Как раз случились тут беглые арестанты, убитые в кирпичном сарае. Это ужасное событие заполнило мое воображение чрезмерно (кстати, и Жана Вальжана историю недавно отец прочел нам вслух); ни днем, ни особенно ночами я места себе не находил, и за что бы ни принимался – разглядывал ли любимую свою «Ниву», решал ли примеры из задачника Евтушевского[1]
(меня уже готовили в гимназию), расчищал ли снег после ночной метели, – мысли вертелись вокруг одного: снег, поле, беглые арестанты.И уж не знаю сам, как оно получилось, но вечером в тетрадке, где я упражнялся в каллиграфии, появились первые в жизни сочиненные строчки:
Отсюда и началось.
– Тут жил Никитин, – благоговейно сказал отец. – Эти три окна из его комнаты…
Я уставился на серый, невзрачный дом, на мраморную, прикрепленную к стене доску, где как раз об этом и говорилось. Но быстрое воображение почему-то нарисовало не то, что было там, за тремя окнами; не комнату, в которой Никитин когда-то сочинял свои стихи; не самого Никитина, его хорошо известную по памятнику согбенную фигуру, склонившуюся над шатким столиком; не разбросанные в беспорядке листы бумаги, гусиное перо, чернильницу, – нет, воображение нарисовало распахнутые настежь ворота, вереницу скрипучих телег, мужиков, возы, длинный обоз, потянувшийся из ворот никитинского дома в пыльную, скучную даль Большой Московской улицы, прямо, уныло уходящей к городской заставе, к Задонскому шоссе. Среди множества мужиков, быть может, и сам Никитин находился, провожал ночных постояльцев. «С богом! Час добрый!» – кричал им, стоя у ворот… Что ж удивительного? Так и бывало, наверно.

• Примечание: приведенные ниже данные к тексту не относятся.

use std::sync::Arc;

use crate::auth::JwtService;
use crate::core::{Config, Result};
use crate::db::SettingsStore;

/// 服务器状态 - 所有请求处理器共享
///
/// 克隆成本低 (内部都是 Arc)。
///
/// | 字段 | 说明 |
/// |------|------|
/// | config | 启动配置 (不可变) |
/// | settings | 站点配置存储 (redb) |
/// | jwt_service | 管理员令牌签发/校验 |
#[derive(Clone, Debug)]
pub struct ServerState {
    pub config: Config,
    pub settings: SettingsStore,
    pub jwt_service: Arc<JwtService>,
}

impl ServerState {
    pub fn new(config: Config, settings: SettingsStore, jwt_service: Arc<JwtService>) -> Self {
        Self {
            config,
            settings,
            jwt_service,
        }
    }

    /// 初始化服务器状态
    ///
    /// 1. 确保工作目录和上传目录存在
    /// 2. 打开 (或创建) 设置数据库
    /// 3. 构造 JWT 服务
    pub fn initialize(config: &Config) -> Result<Self> {
        std::fs::create_dir_all(&config.work_dir)?;
        std::fs::create_dir_all(config.uploads_dir())?;

        let db_path = config.database_path();
        let settings = SettingsStore::open(&db_path)?;
        tracing::info!(path = %db_path.display(), "Settings store opened");

        if config.admin.password_hash.is_none() {
            tracing::warn!("ADMIN_PASSWORD_HASH is not set, admin login is disabled");
        }

        let jwt_service = Arc::new(JwtService::with_config(config.jwt.clone()));

        Ok(Self::new(config.clone(), settings, jwt_service))
    }
}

Во всяком случае, с никитинским домом связалась картина выезда извозчиков – тарахтение телег, пыль, дребезжание ведра, привязанного к тележному задку. Но самый дом как обиталище поэта… Что-то такое в нем было, от чего, несмотря на памятную мраморную доску, он казался не настоящим, не подлинным, не никитинским. Но что же? Да ничего особенного, пустяк: длинная желтая вывеска
Дом принадлежал одному из дальних родственников Никитина, некоему Алексееву, настройщику.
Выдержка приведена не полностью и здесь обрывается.